_EXERCISE DESCRIPTION_.
Copy out each line below containing "AuthService".

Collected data
BEGIN
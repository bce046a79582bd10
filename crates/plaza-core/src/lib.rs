//! Plaza Core - client-side data access for the social app
//!
//! Composes calls into the hosted backend ([`plaza_backend`]) into the app's
//! operations:
//! - Observable current-user state ([`UserStore`])
//! - Registration, login, logout and session restore ([`AuthService`])
//! - Posts with images, comments, global chat and profiles
//! - Realtime watches that can be stopped ([`Watch`])
//! - A live comment list per post ([`CommentThread`])
//!
//! # Example
//!
//! ```rust,ignore
//! use plaza_core::{Plaza, PlazaConfig};
//!
//! # async fn example() -> Result<(), plaza_core::PlazaError> {
//! let plaza = Plaza::connect(PlazaConfig::new().with_env())?;
//! let _sub = plaza.auth().subscribe(|user| println!("user: {:?}", user.email));
//! plaza.ready().await?;
//!
//! let signed_in = plaza.auth().login("ana@example.com", "secret").await?;
//! signed_in.profile.await?;
//! for post in plaza.posts().all().await? {
//!     println!("{}: {}", post.id, post.content);
//! }
//! # Ok(())
//! # }
//! ```

#![warn(unreachable_pub)]

pub mod auth;
pub mod chat;
pub mod comments;
pub mod config;
pub mod error;
pub mod plaza;
pub mod posts;
pub mod profiles;
pub mod tables;
pub mod thread;
pub mod types;
pub mod users;
pub mod watch;

pub use auth::{AuthService, ProfileLoad, Readiness, SignedIn};
pub use chat::{ChatService, DEFAULT_HISTORY_LIMIT};
pub use comments::CommentService;
pub use config::PlazaConfig;
pub use error::PlazaError;
pub use plaza::Plaza;
pub use posts::PostService;
pub use profiles::ProfileService;
pub use tables::social_schema;
pub use thread::{CommentThread, SubmitOutcome};
pub use types::{
    ChatMessage, Comment, CommentId, MessageId, NewChatMessage, NewProfile, Post, PostId,
    ProfileDraft, ProfileSummary, ProfileUpdate, UserId, UserProfile,
};
pub use users::{CurrentUser, Subscription, UserPatch, UserStore};
pub use watch::Watch;

/// Prelude module for common imports
pub mod prelude {
    //! Common imports for working with Plaza Core
    pub use crate::{
        AuthService, ChatService, CommentService, CommentThread, CurrentUser, Plaza, PlazaConfig,
        PlazaError, Post, PostId, PostService, ProfileService, UserId, UserStore, Watch,
    };
    pub use plaza_backend::{Backend, Upload};
}

/// Version of this crate
pub const VERSION: &str = env!("CARGO_PKG_VERSION");
//! Realtime channel over the service's Phoenix websocket
//!
//! One websocket connection per joined channel. The connection task sends the
//! join frame, keeps the socket alive with heartbeats, forwards matching
//! `postgres_changes` frames as [`ChangeEvent`]s and sends `phx_leave` when the
//! subscription ends. A renewed access token is pushed to the channel on the
//! next heartbeat.

use async_trait::async_trait;
use futures::{SinkExt, StreamExt};
use serde::{Deserialize, Serialize};
use serde_json::{json, Value};
use std::sync::Arc;
use std::time::Duration;
use tokio::sync::{mpsc, oneshot};
use tokio_tungstenite::tungstenite::Message;

use crate::error::BackendError;
use crate::realtime::{ChangeEvent, ChangeFilter, ChangeKind, ChangeSubscription};

/// Phoenix protocol version spoken by the client
const PROTOCOL_VSN: &str = "1.0.0";

/// One Phoenix frame
#[derive(Debug, Clone, PartialEq, Serialize, Deserialize)]
pub(crate) struct Frame {
    pub(crate) topic: String,
    pub(crate) event: String,
    #[serde(default)]
    pub(crate) payload: Value,
    #[serde(rename = "ref", default)]
    pub(crate) reference: Option<String>,
}

impl Frame {
    fn new(topic: impl Into<String>, event: &str, payload: Value, reference: u64) -> Self {
        Self {
            topic: topic.into(),
            event: event.to_string(),
            payload,
            reference: Some(reference.to_string()),
        }
    }
}

/// Supplies the access token a channel should be authorized with
#[async_trait]
pub(crate) trait TokenSource: Send + Sync {
    /// Current token, renewed if it expired
    async fn access_token(&self) -> String;
}

/// Topic name of a channel
pub(crate) fn topic(channel: &str) -> String {
    format!("realtime:{channel}")
}

/// Websocket endpoint for a project base URL
pub(crate) fn websocket_url(base_url: &str, anon_key: &str) -> Result<String, BackendError> {
    let rest = if let Some(rest) = base_url.strip_prefix("https://") {
        format!("wss://{rest}")
    } else if let Some(rest) = base_url.strip_prefix("http://") {
        format!("ws://{rest}")
    } else {
        return Err(BackendError::Config(format!(
            "cannot derive websocket url from {base_url}"
        )));
    };
    Ok(format!(
        "{}/realtime/v1/websocket?apikey={anon_key}&vsn={PROTOCOL_VSN}",
        rest.trim_end_matches('/')
    ))
}

/// `phx_join` frame carrying the change filters
pub(crate) fn join_frame(
    channel: &str,
    filters: &[ChangeFilter],
    access_token: &str,
    reference: u64,
) -> Frame {
    let changes: Vec<Value> = filters
        .iter()
        .map(|filter| {
            let mut change = json!({
                "event": filter.event,
                "schema": filter.schema,
                "table": filter.table,
            });
            if let Some(predicate) = filter.row_predicate() {
                change["filter"] = Value::String(predicate);
            }
            change
        })
        .collect();

    Frame::new(
        topic(channel),
        "phx_join",
        json!({
            "config": {
                "broadcast": { "ack": false, "self": false },
                "presence": { "key": "" },
                "postgres_changes": changes,
            },
            "access_token": access_token,
        }),
        reference,
    )
}

pub(crate) fn heartbeat_frame(reference: u64) -> Frame {
    Frame::new("phoenix", "heartbeat", json!({}), reference)
}

pub(crate) fn leave_frame(channel: &str, reference: u64) -> Frame {
    Frame::new(topic(channel), "phx_leave", json!({}), reference)
}

pub(crate) fn access_token_frame(channel: &str, access_token: &str, reference: u64) -> Frame {
    Frame::new(
        topic(channel),
        "access_token",
        json!({ "access_token": access_token }),
        reference,
    )
}

#[derive(Debug, Deserialize)]
struct ChangeData {
    #[serde(rename = "type")]
    kind: ChangeKind,
    schema: String,
    table: String,
    #[serde(default)]
    record: Option<Value>,
    #[serde(default)]
    old_record: Option<Value>,
    #[serde(default)]
    commit_timestamp: Option<String>,
}

/// Extract a row change from a `postgres_changes` frame
pub(crate) fn decode_change(frame: &Frame) -> Option<ChangeEvent> {
    if frame.event != "postgres_changes" {
        return None;
    }
    let data = frame.payload.get("data")?.clone();
    let data: ChangeData = match serde_json::from_value(data) {
        Ok(data) => data,
        Err(e) => {
            tracing::warn!(error = %e, "malformed postgres_changes payload");
            return None;
        }
    };
    let empty = || Value::Object(serde_json::Map::new());
    Some(ChangeEvent {
        kind: data.kind,
        schema: data.schema,
        table: data.table,
        record: data.record.unwrap_or_else(empty),
        old_record: data.old_record.unwrap_or_else(empty),
        commit_timestamp: data.commit_timestamp,
    })
}

/// What the connection loop should do with an incoming frame
#[derive(Debug, PartialEq)]
pub(crate) enum Incoming {
    Deliver(ChangeEvent),
    Ignore,
    Close(String),
}

pub(crate) fn classify(frame: &Frame, channel: &str, filters: &[ChangeFilter]) -> Incoming {
    if frame.topic != topic(channel) {
        return Incoming::Ignore;
    }
    match frame.event.as_str() {
        "postgres_changes" => match decode_change(frame) {
            Some(event) if filters.iter().any(|f| f.matches(&event)) => Incoming::Deliver(event),
            _ => Incoming::Ignore,
        },
        "phx_reply" => {
            let status = frame.payload.get("status").and_then(Value::as_str);
            if status == Some("error") {
                let reason = frame
                    .payload
                    .pointer("/response/reason")
                    .and_then(Value::as_str)
                    .unwrap_or("join rejected");
                Incoming::Close(reason.to_string())
            } else {
                Incoming::Ignore
            }
        }
        "phx_error" => Incoming::Close("channel error".to_string()),
        "phx_close" => Incoming::Close("channel closed by server".to_string()),
        _ => Incoming::Ignore,
    }
}

fn encode(frame: &Frame) -> Result<Message, BackendError> {
    Ok(Message::Text(serde_json::to_string(frame)?))
}

/// Connect, join `channel` and spawn the connection task
pub(crate) async fn join(
    url: &str,
    channel: &str,
    filters: Vec<ChangeFilter>,
    tokens: Arc<dyn TokenSource>,
    heartbeat: Duration,
) -> Result<ChangeSubscription, BackendError> {
    let mut access_token = tokens.access_token().await;
    let (socket, _) = tokio_tungstenite::connect_async(url)
        .await
        .map_err(|e| BackendError::Realtime(format!("connect failed: {e}")))?;
    let (mut sink, mut stream) = socket.split();

    sink.send(encode(&join_frame(channel, &filters, &access_token, 1))?)
        .await
        .map_err(|e| BackendError::Realtime(format!("join failed: {e}")))?;
    tracing::info!(channel, filters = filters.len(), "joined realtime channel");

    let (events_tx, events_rx) = mpsc::unbounded_channel();
    let (leave_tx, mut leave_rx) = oneshot::channel::<()>();
    let channel_name = channel.to_string();

    tokio::spawn(async move {
        let mut reference: u64 = 1;
        let mut ticker = tokio::time::interval(heartbeat);
        ticker.tick().await;

        loop {
            tokio::select! {
                _ = &mut leave_rx => {
                    reference += 1;
                    if let Ok(frame) = encode(&leave_frame(&channel_name, reference)) {
                        let _ = sink.send(frame).await;
                    }
                    let _ = sink.close().await;
                    break;
                }
                _ = ticker.tick() => {
                    let token = tokens.access_token().await;
                    let mut frames = Vec::with_capacity(2);
                    if token != access_token {
                        tracing::debug!(channel = %channel_name, "pushing renewed access token");
                        reference += 1;
                        frames.push(access_token_frame(&channel_name, &token, reference));
                        access_token = token;
                    }
                    reference += 1;
                    frames.push(heartbeat_frame(reference));

                    let mut sent = true;
                    for frame in &frames {
                        sent = match encode(frame) {
                            Ok(message) => sink.send(message).await.is_ok(),
                            Err(_) => false,
                        };
                        if !sent {
                            break;
                        }
                    }
                    if !sent {
                        tracing::warn!(channel = %channel_name, "heartbeat failed, closing channel");
                        break;
                    }
                }
                message = stream.next() => match message {
                    Some(Ok(Message::Text(text))) => {
                        let frame: Frame = match serde_json::from_str(&text) {
                            Ok(frame) => frame,
                            Err(e) => {
                                tracing::warn!(error = %e, "unreadable realtime frame");
                                continue;
                            }
                        };
                        match classify(&frame, &channel_name, &filters) {
                            Incoming::Deliver(event) => {
                                if events_tx.send(event).is_err() {
                                    break;
                                }
                            }
                            Incoming::Ignore => {}
                            Incoming::Close(reason) => {
                                tracing::warn!(channel = %channel_name, %reason, "realtime channel closed");
                                break;
                            }
                        }
                    }
                    Some(Ok(Message::Close(_))) | None => {
                        tracing::info!(channel = %channel_name, "realtime socket closed");
                        break;
                    }
                    Some(Ok(_)) => {}
                    Some(Err(e)) => {
                        tracing::warn!(channel = %channel_name, error = %e, "realtime socket error");
                        break;
                    }
                },
            }
        }
    });

    Ok(ChangeSubscription::new(channel, events_rx, move || {
        let _ = leave_tx.send(());
    }))
}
END
_RESPONSE AREA_.
//! - Registration, login, logout and session restore ([`AuthService`])
pub use auth::{AuthService, ProfileLoad, Readiness, SignedIn};
        AuthService, ChatService, CommentService, CommentThread, CurrentUser, Plaza, PlazaConfig,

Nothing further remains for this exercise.